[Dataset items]
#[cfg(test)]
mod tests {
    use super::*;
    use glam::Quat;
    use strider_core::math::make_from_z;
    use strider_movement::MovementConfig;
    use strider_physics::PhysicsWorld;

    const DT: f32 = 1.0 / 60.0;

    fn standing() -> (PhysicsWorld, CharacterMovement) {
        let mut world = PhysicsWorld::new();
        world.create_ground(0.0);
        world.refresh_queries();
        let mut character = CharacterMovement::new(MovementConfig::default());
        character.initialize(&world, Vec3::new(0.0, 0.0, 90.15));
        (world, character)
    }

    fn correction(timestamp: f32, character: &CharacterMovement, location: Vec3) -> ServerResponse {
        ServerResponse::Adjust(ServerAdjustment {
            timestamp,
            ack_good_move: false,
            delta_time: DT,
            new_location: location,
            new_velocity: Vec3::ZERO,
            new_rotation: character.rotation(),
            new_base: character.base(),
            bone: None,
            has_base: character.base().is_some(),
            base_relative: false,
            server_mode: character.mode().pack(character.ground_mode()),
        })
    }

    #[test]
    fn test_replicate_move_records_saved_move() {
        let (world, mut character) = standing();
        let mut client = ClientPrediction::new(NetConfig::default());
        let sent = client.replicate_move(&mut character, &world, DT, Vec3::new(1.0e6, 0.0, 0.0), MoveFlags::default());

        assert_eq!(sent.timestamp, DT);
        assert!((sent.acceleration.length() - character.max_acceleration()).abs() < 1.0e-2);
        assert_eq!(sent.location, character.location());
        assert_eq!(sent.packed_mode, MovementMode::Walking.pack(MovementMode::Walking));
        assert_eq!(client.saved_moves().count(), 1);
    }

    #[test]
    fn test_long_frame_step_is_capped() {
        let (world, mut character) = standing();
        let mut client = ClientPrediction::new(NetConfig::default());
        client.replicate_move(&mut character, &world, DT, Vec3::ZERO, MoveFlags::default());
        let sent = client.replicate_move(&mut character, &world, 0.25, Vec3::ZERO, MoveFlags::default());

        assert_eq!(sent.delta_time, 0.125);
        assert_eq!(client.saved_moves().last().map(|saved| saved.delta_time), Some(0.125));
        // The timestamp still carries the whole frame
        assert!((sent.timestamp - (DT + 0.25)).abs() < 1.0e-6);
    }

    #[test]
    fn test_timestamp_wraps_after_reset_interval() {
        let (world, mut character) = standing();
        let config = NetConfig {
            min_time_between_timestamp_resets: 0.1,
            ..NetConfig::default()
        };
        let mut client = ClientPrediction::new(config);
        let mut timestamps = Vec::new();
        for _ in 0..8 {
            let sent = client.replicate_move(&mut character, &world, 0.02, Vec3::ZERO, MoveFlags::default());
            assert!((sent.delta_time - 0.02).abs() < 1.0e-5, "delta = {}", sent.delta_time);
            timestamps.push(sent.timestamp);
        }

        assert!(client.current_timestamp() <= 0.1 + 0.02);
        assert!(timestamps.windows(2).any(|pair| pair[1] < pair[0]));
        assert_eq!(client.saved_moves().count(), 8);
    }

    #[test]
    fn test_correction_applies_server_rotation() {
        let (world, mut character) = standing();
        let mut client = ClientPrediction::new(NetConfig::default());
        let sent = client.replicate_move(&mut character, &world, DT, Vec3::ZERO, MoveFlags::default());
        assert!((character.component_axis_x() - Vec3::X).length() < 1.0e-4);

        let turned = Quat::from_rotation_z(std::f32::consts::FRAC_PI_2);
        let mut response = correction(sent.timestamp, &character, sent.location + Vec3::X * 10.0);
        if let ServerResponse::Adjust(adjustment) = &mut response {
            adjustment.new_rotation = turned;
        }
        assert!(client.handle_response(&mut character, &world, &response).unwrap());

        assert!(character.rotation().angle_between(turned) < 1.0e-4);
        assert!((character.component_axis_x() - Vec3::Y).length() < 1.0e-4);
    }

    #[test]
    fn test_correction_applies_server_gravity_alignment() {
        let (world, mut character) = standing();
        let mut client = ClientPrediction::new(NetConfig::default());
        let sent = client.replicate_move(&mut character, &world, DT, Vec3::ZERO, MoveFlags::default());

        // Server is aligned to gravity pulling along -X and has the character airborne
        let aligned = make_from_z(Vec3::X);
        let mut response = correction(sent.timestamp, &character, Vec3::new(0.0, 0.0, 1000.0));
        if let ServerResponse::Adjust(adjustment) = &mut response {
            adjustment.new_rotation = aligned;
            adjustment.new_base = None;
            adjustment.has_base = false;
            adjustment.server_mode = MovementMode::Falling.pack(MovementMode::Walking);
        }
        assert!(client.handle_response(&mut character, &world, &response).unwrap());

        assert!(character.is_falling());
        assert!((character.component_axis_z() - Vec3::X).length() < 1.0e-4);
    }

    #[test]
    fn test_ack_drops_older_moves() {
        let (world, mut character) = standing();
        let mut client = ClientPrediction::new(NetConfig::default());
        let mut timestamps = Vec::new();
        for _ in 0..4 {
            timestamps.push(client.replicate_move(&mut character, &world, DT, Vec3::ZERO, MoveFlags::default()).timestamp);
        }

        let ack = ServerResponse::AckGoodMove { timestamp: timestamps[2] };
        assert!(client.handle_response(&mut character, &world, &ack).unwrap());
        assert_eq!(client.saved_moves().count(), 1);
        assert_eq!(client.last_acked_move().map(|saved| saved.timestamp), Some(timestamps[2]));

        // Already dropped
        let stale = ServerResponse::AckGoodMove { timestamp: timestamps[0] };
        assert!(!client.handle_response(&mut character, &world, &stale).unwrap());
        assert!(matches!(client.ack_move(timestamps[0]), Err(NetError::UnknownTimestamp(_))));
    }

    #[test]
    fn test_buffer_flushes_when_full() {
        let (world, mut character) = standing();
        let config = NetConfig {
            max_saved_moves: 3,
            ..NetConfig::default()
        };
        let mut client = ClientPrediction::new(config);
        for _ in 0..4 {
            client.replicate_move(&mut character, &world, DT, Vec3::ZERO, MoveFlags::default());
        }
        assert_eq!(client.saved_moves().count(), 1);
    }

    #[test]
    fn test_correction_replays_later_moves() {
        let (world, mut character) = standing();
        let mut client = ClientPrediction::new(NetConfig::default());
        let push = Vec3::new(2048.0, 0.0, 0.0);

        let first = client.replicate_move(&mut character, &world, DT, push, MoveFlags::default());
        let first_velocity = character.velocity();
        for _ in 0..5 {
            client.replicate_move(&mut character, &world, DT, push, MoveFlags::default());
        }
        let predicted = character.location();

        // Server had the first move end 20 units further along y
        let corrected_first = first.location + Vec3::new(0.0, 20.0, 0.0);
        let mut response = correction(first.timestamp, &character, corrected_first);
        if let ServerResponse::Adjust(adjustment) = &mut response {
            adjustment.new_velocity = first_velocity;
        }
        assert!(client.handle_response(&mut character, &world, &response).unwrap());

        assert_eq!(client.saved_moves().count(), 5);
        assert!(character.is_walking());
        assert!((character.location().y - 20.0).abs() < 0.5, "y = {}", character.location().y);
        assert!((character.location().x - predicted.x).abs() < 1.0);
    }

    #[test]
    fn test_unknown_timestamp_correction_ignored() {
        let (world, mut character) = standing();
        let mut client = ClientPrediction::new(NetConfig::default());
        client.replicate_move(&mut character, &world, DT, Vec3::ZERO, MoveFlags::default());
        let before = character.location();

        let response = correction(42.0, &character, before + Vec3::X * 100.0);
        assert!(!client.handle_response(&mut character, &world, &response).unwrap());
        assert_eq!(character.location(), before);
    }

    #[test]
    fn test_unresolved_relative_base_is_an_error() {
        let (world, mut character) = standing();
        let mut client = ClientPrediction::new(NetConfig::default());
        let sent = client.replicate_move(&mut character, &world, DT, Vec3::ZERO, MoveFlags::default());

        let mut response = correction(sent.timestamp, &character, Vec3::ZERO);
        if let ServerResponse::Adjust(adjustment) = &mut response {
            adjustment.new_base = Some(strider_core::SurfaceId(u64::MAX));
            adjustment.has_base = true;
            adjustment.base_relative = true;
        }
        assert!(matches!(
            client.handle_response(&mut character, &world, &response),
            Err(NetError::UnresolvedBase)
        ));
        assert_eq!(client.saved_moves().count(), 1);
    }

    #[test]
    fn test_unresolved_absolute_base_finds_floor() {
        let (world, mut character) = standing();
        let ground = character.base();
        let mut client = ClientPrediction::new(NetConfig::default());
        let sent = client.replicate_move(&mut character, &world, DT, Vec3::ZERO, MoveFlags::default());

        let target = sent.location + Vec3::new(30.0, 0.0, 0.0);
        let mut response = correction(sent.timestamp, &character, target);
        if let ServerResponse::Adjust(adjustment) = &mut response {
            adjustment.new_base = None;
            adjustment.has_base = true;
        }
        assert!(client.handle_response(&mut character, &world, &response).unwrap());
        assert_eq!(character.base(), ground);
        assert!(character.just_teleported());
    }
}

▶ **What needs to be done**
Which lines above hold the string "timestamps"? Copy each of them.

▶ **Expected answer**
        let mut timestamps = Vec::new();
            timestamps.push(sent.timestamp);
        assert!(timestamps.windows(2).any(|pair| pair[1] < pair[0]));
        let mut timestamps = Vec::new();
            timestamps.push(client.replicate_move(&mut character, &world, DT, Vec3::ZERO, MoveFlags::default()).timestamp);
        let ack = ServerResponse::AckGoodMove { timestamp: timestamps[2] };
        assert_eq!(client.last_acked_move().map(|saved| saved.timestamp), Some(timestamps[2]));
        let stale = ServerResponse::AckGoodMove { timestamp: timestamps[0] };
        assert!(matches!(client.ack_move(timestamps[0]), Err(NetError::UnknownTimestamp(_))));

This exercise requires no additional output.